Mais vous ne pouvez pas contester le fait que la France, depuis le début, avant même le début du conflit, et lorsque M. Bush a décrété sa fin, nous avons dit à chaque étape, chaque fois, que la seule solution était une solution politique dans le cadre des Nations unies. Ce n'est pas seulement aujourd'hui, à Moscou, que je le dis.
On ne doit pas regarder dans le rétroviseur pour savoir qui a eu raison, qui a eu tort. Chacun peut se faire une opinion. Regardons devant nous. Il faut sortir de cette tragédie. Et cela intéresse l'ensemble des régions du monde, et notamment la nôtre.

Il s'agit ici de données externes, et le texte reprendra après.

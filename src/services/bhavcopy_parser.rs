use std::str::FromStr;

use bigdecimal::BigDecimal;
use csv::{ReaderBuilder, Trim};
use serde::Deserialize;
use tracing::warn;

use crate::models::PriceSnapshot;
use crate::services::trade_date::TradeDate;
use crate::services::tracked_securities::is_tracked;

/// Columns read from a bhavcopy. Both the current (`TckrSymb`, `FinInstrmNm`)
/// and legacy (`SC_CODE`, `SECURITY`) layouts are accepted; unknown columns
/// are ignored.
#[derive(Debug, Default, Deserialize)]
struct BhavcopyRecord {
    #[serde(rename = "SC_CODE")]
    sc_code: Option<String>,
    #[serde(rename = "TckrSymb")]
    ticker_symbol: Option<String>,
    #[serde(rename = "FinInstrmNm")]
    instrument_name: Option<String>,
    #[serde(rename = "SECURITY")]
    security: Option<String>,
    #[serde(rename = "OpnPric")]
    open: Option<String>,
    #[serde(rename = "HghPric")]
    high: Option<String>,
    #[serde(rename = "LwPric")]
    low: Option<String>,
    #[serde(rename = "ClsPric")]
    close: Option<String>,
    #[serde(rename = "TOTTRDVAL")]
    total_traded_value: Option<String>,
    #[serde(rename = "VOLUME")]
    volume: Option<String>,
}

#[derive(Debug, Default, PartialEq)]
pub struct ParseOutcome {
    pub snapshots: Vec<PriceSnapshot>,
    pub rows_read: usize,
    pub rows_skipped: usize,
}

fn first_present<'a>(primary: &'a Option<String>, fallback: &'a Option<String>) -> &'a str {
    [primary, fallback]
        .into_iter()
        .flatten()
        .map(|s| s.trim())
        .find(|s| !s.is_empty())
        .unwrap_or("")
}

/// Missing or unparseable prices become 0.
pub fn parse_price(raw: Option<&str>) -> BigDecimal {
    raw.map(str::trim)
        .and_then(|s| BigDecimal::from_str(s).ok())
        .unwrap_or_else(|| BigDecimal::from(0))
}

/// Missing or unparseable volumes become 0; fractional values are truncated.
pub fn parse_volume(raw: Option<&str>) -> i64 {
    let Some(s) = raw.map(str::trim).filter(|s| !s.is_empty()) else {
        return 0;
    };
    if let Ok(v) = s.parse::<i64>() {
        return v;
    }
    s.parse::<f64>()
        .ok()
        .filter(|v| v.is_finite())
        .map(|v| v.trunc() as i64)
        .unwrap_or(0)
}

impl BhavcopyRecord {
    fn into_snapshot(self, trade_date: &TradeDate) -> Option<PriceSnapshot> {
        let symbol = first_present(&self.sc_code, &self.ticker_symbol);
        let name = first_present(&self.instrument_name, &self.security);

        if symbol.is_empty() || name.is_empty() || !is_tracked(name) {
            return None;
        }

        let volume_raw = first_present(&self.total_traded_value, &self.volume);

        Some(PriceSnapshot {
            trade_date: trade_date.date(),
            symbol: symbol.to_string(),
            name: name.to_string(),
            open: parse_price(self.open.as_deref()),
            high: parse_price(self.high.as_deref()),
            low: parse_price(self.low.as_deref()),
            close: parse_price(self.close.as_deref()),
            volume: parse_volume(Some(volume_raw)),
        })
    }
}

/// Parses a bhavcopy CSV, keeping only rows for tracked securities.
pub fn parse_bhavcopy(data: &[u8], trade_date: &TradeDate) -> ParseOutcome {
    let mut reader = ReaderBuilder::new()
        .has_headers(true)
        .flexible(true)
        .trim(Trim::All)
        .from_reader(data);

    let mut outcome = ParseOutcome::default();

    for (line_num, result) in reader.deserialize::<BhavcopyRecord>().enumerate() {
        outcome.rows_read += 1;
        match result {
            Ok(record) => match record.into_snapshot(trade_date) {
                Some(snapshot) => outcome.snapshots.push(snapshot),
                None => outcome.rows_skipped += 1,
            },
            Err(e) => {
                warn!("Skipping bhavcopy line {}: {}", line_num + 2, e);
                outcome.rows_skipped += 1;
            }
        }
    }

    outcome
}

#[cfg(test)]
mod tests {
    use super::*;
    use chrono::NaiveDate;

    fn trade_date() -> TradeDate {
        TradeDate::from(NaiveDate::from_ymd_opt(2025, 9, 5).unwrap())
    }

    const CURRENT_LAYOUT: &str = "\
TradDt,SC_CODE,TckrSymb,FinInstrmNm,OpnPric,HghPric,LwPric,ClsPric,TtlTradgVol,TOTTRDVAL
2025-09-05,500325,RELIANCE,RELIANCE INDUSTRIES LTD.,2500,2575.5,2490.25,2550,10000,25500000
2025-09-05,999999,NOBODY,SOME UNLISTED COMPANY LTD.,10,11,9,10.5,100,1050
2025-09-05,500180,HDFCBANK,HDFC BANK LTD.,1600,1620,1590,1610,5000,8050000
";

    #[test]
    fn test_allowlisted_row_is_mapped() {
        let outcome = parse_bhavcopy(CURRENT_LAYOUT.as_bytes(), &trade_date());

        let reliance = &outcome.snapshots[0];
        assert_eq!(reliance.symbol, "500325");
        assert_eq!(reliance.name, "RELIANCE INDUSTRIES LTD.");
        assert_eq!(reliance.open, BigDecimal::from(2500));
        assert_eq!(reliance.close, BigDecimal::from(2550));
        assert_eq!(reliance.high, BigDecimal::from_str("2575.5").unwrap());
        assert_eq!(reliance.volume, 25_500_000);
        assert_eq!(reliance.trade_date, trade_date().date());
    }

    #[test]
    fn test_untracked_names_are_dropped() {
        let outcome = parse_bhavcopy(CURRENT_LAYOUT.as_bytes(), &trade_date());

        assert_eq!(outcome.rows_read, 3);
        assert_eq!(outcome.rows_skipped, 1);
        assert_eq!(outcome.snapshots.len(), 2);
        assert!(outcome.snapshots.iter().all(|s| is_tracked(&s.name)));
    }

    #[test]
    fn test_legacy_columns_and_whitespace() {
        let csv = "\
SC_CODE,SECURITY,OpnPric,ClsPric,VOLUME
  532540 ,  TATA CONSULTANCY SERVICES LTD. ,3100,3125.75,1234.9
";
        let outcome = parse_bhavcopy(csv.as_bytes(), &trade_date());

        assert_eq!(outcome.snapshots.len(), 1);
        let tcs = &outcome.snapshots[0];
        assert_eq!(tcs.symbol, "532540");
        assert_eq!(tcs.name, "TATA CONSULTANCY SERVICES LTD.");
        assert_eq!(tcs.high, BigDecimal::from(0));
        assert_eq!(tcs.low, BigDecimal::from(0));
        assert_eq!(tcs.volume, 1234);
    }

    #[test]
    fn test_ticker_symbol_used_when_code_missing() {
        let csv = "\
TckrSymb,FinInstrmNm,ClsPric
INFY,INFOSYS LTD.,1500
";
        let outcome = parse_bhavcopy(csv.as_bytes(), &trade_date());
        assert_eq!(outcome.snapshots[0].symbol, "INFY");
    }

    #[test]
    fn test_rows_without_symbol_or_name_are_dropped() {
        let csv = "\
SC_CODE,FinInstrmNm,ClsPric
,INFOSYS LTD.,1500
500209,,1500
";
        let outcome = parse_bhavcopy(csv.as_bytes(), &trade_date());
        assert!(outcome.snapshots.is_empty());
        assert_eq!(outcome.rows_skipped, 2);
    }

    #[test]
    fn test_numeric_coercion_defaults_to_zero() {
        assert_eq!(parse_price(None), BigDecimal::from(0));
        assert_eq!(parse_price(Some("")), BigDecimal::from(0));
        assert_eq!(parse_price(Some("n/a")), BigDecimal::from(0));
        assert_eq!(parse_price(Some(" 12.50 ")), BigDecimal::from_str("12.50").unwrap());

        assert_eq!(parse_volume(None), 0);
        assert_eq!(parse_volume(Some("-")), 0);
        assert_eq!(parse_volume(Some("42")), 42);
        assert_eq!(parse_volume(Some("42.99")), 42);
    }

    #[test]
    fn test_empty_file_yields_nothing() {
        let outcome = parse_bhavcopy(b"", &trade_date());
        assert_eq!(outcome, ParseOutcome::default());
    }
}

Hier matin j'étais à Paris avec Joschka Fischer pour rencontrer, pour un premier contact, M. Brahimi. Et ce que veut dire M. Brahimi, qui est actuellement avec le Secrétaire général des Nations Unies, est extrêmement important, puisque c'est lui qui va fournir les clés et les conditions dans lesquelles, dans le cadre des Nations unies, on pourra s'assurer que le gouvernement intérimaire, à partir du 1er juillet, sera un gouvernement représentatif, qualifié, respecté par les différentes communautés chiite, sunnite ou kurde en Irak. Et puis il y aura tout de suite après une résolution des Nations unies pour consolider ce processus. Et une seconde résolution après, et puis, je le pense, une conférence, au moins inter-irakienne dans un premier temps, puis plus large, plus internationale, pour consolider ce processus jusqu'aux élections de janvier 2005.
Voilà des étapes concrètes. Il faut bien préparer les étapes une à une, et les prendre dans l'ordre. Et la première c'est celle d'un gouvernement réellement représentatif, crédible et respecté par les différentes communautés irakiennes, le 1er juillet.

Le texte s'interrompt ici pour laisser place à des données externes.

mod user;
mod portfolio;
mod holding;
mod price_snapshot;
mod stock_price;
mod quote;
mod valuation;

pub use user::*;
pub use portfolio::*;
pub use holding::*;
pub use price_snapshot::*;
pub use stock_price::*;
pub use quote::*;
pub use valuation::*;
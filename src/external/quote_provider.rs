use async_trait::async_trait;
use thiserror::Error;

#[derive(Debug, Clone, Default, PartialEq)]
pub struct ExternalQuote {
    pub current: Option<f64>,
    pub change: Option<f64>,
    pub percent_change: Option<f64>,
}

#[derive(Debug, Error)]
pub enum QuoteProviderError {
    #[error("network error: {0}")]
    Network(String),

    #[error("bad response: {0}")]
    BadResponse(String),

    #[error("parse error: {0}")]
    Parse(String),

    #[error("rate limited")]
    RateLimited,

    #[error("provider not configured: {0}")]
    NotConfigured(String),
}

#[async_trait]
pub trait QuoteProvider: Send + Sync {
    async fn fetch_quote(&self, symbol: &str) -> Result<ExternalQuote, QuoteProviderError>;
}
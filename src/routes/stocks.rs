use axum::extract::State;
use axum::routing::get;
use axum::{Json, Router};
use chrono::NaiveDate;
use tracing::{error, info};

use crate::db;
use crate::errors::AppError;
use crate::models::{StockPrice, StockSymbol};
use crate::routes::extract::AppPath;
use crate::services::holding_service;
use crate::state::AppState;

const RECENT_PRICES_LIMIT: i64 = 50;
const TRADE_DATES_LIMIT: i64 = 10;

pub fn router() -> Router<AppState> {
    Router::new()
        .route("/", get(fetch_stocks))
        .route("/symbols", get(fetch_symbols))
        .route("/:symbol/dates", get(fetch_trade_dates))
}

pub async fn fetch_stocks(State(state): State<AppState>) -> Result<Json<Vec<StockPrice>>, AppError> {
    info!("GET /api/stocks - Fetching latest {} price rows", RECENT_PRICES_LIMIT);
    let prices = db::stock_price_queries::fetch_recent(&state.pool, RECENT_PRICES_LIMIT)
        .await
        .map_err(|e| {
            error!("Failed to fetch stocks: {}", e);
            AppError::Db(e)
        })?;
    Ok(Json(prices))
}

pub async fn fetch_symbols(State(state): State<AppState>) -> Result<Json<Vec<StockSymbol>>, AppError> {
    info!("GET /api/stocks/symbols - Fetching symbols with history");
    let symbols = holding_service::symbols(&state.pool)
        .await
        .map_err(|e| {
            error!("Failed to fetch symbols: {}", e);
            e
        })?;
    Ok(Json(symbols))
}

pub async fn fetch_trade_dates(
    State(state): State<AppState>,
    AppPath(symbol): AppPath<String>,
) -> Result<Json<Vec<NaiveDate>>, AppError> {
    info!("GET /api/stocks/{}/dates - Fetching trade dates", symbol);
    let dates = holding_service::trade_dates(&state.pool, &symbol, TRADE_DATES_LIMIT)
        .await
        .map_err(|e| {
            error!("Failed to fetch trade dates for {}: {}", symbol, e);
            e
        })?;
    Ok(Json(dates))
}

Q - Vous arrivez ici avec une claire "étiquette européenne". Est-ce que cela peut influencer la relation entre Paris et Moscou ?

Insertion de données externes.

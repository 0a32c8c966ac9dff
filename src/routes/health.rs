use axum::routing::get;
use axum::Router;
use tracing::info;

use crate::state::AppState;

pub fn router() -> Router<AppState> {
    Router::new().route("/", get(health))
}

async fn health() -> &'static str {
    info!("GET /health - Health check");
    "OK"
}

pub async fn root() -> &'static str {
    "BSE portfolio API is running"
}
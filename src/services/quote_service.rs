use futures::future::join_all;
use tracing::warn;

use crate::external::quote_provider::QuoteProvider;
use crate::models::IndexQuote;

/// Symbols shown on the dashboard ticker.
pub const INDEX_SYMBOLS: [(&str, &str); 20] = [
    ("AAPL", "Apple"),
    ("GOOGL", "Alphabet (Google)"),
    ("MSFT", "Microsoft"),
    ("AMZN", "Amazon"),
    ("TSLA", "Tesla"),
    ("META", "Meta (Facebook)"),
    ("NFLX", "Netflix"),
    ("NVDA", "NVIDIA"),
    ("INTC", "Intel"),
    ("IBM", "IBM"),
    ("ADBE", "Adobe"),
    ("ORCL", "Oracle"),
    ("CRM", "Salesforce"),
    ("PYPL", "PayPal"),
    ("PEP", "PepsiCo"),
    ("KO", "Coca-Cola"),
    ("NKE", "Nike"),
    ("MCD", "McDonald's"),
    ("WMT", "Walmart"),
    ("DIS", "Walt Disney"),
];

/// Quotes every dashboard symbol concurrently. A symbol whose quote fails is
/// returned with empty price fields; the batch itself never fails.
pub async fn fetch_index_quotes(provider: &dyn QuoteProvider) -> Vec<IndexQuote> {
    let requests = INDEX_SYMBOLS.iter().map(|&(symbol, name)| async move {
        match provider.fetch_quote(symbol).await {
            Ok(quote) => IndexQuote {
                name: name.to_string(),
                symbol: symbol.to_string(),
                price: quote.current,
                change: quote.change,
                percent_change: quote.percent_change,
            },
            Err(e) => {
                warn!("Quote for {} unavailable: {}", symbol, e);
                IndexQuote::unavailable(symbol, name)
            }
        }
    });

    join_all(requests).await
}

R - Je ne sais pas très bien ce que veut dire ce mot "étiquette". Je préfère dire "expérience" et j'ajouterai "conviction", qui est très ancienne, et je ne reviens pas aux raisons de mon propre engagement, qui est lié à mon soutien, très jeune, au général de Gaulle, qui a dit de belles et de grandes choses sur le dialogue entre la Russie et la France, entre la Russie et l'Europe. Mais cette conviction européenne, que l'Europe doit être un acteur global dans le monde, et cette expérience acquise pendant cinq ans, notamment à l'occasion des négociations de l'Union avec la Russie, me seront probablement utiles pour prendre ma part au renforcement de liens, que souhaite le président de la République - il vous l'a dit il y a quelques jours ici à Moscou.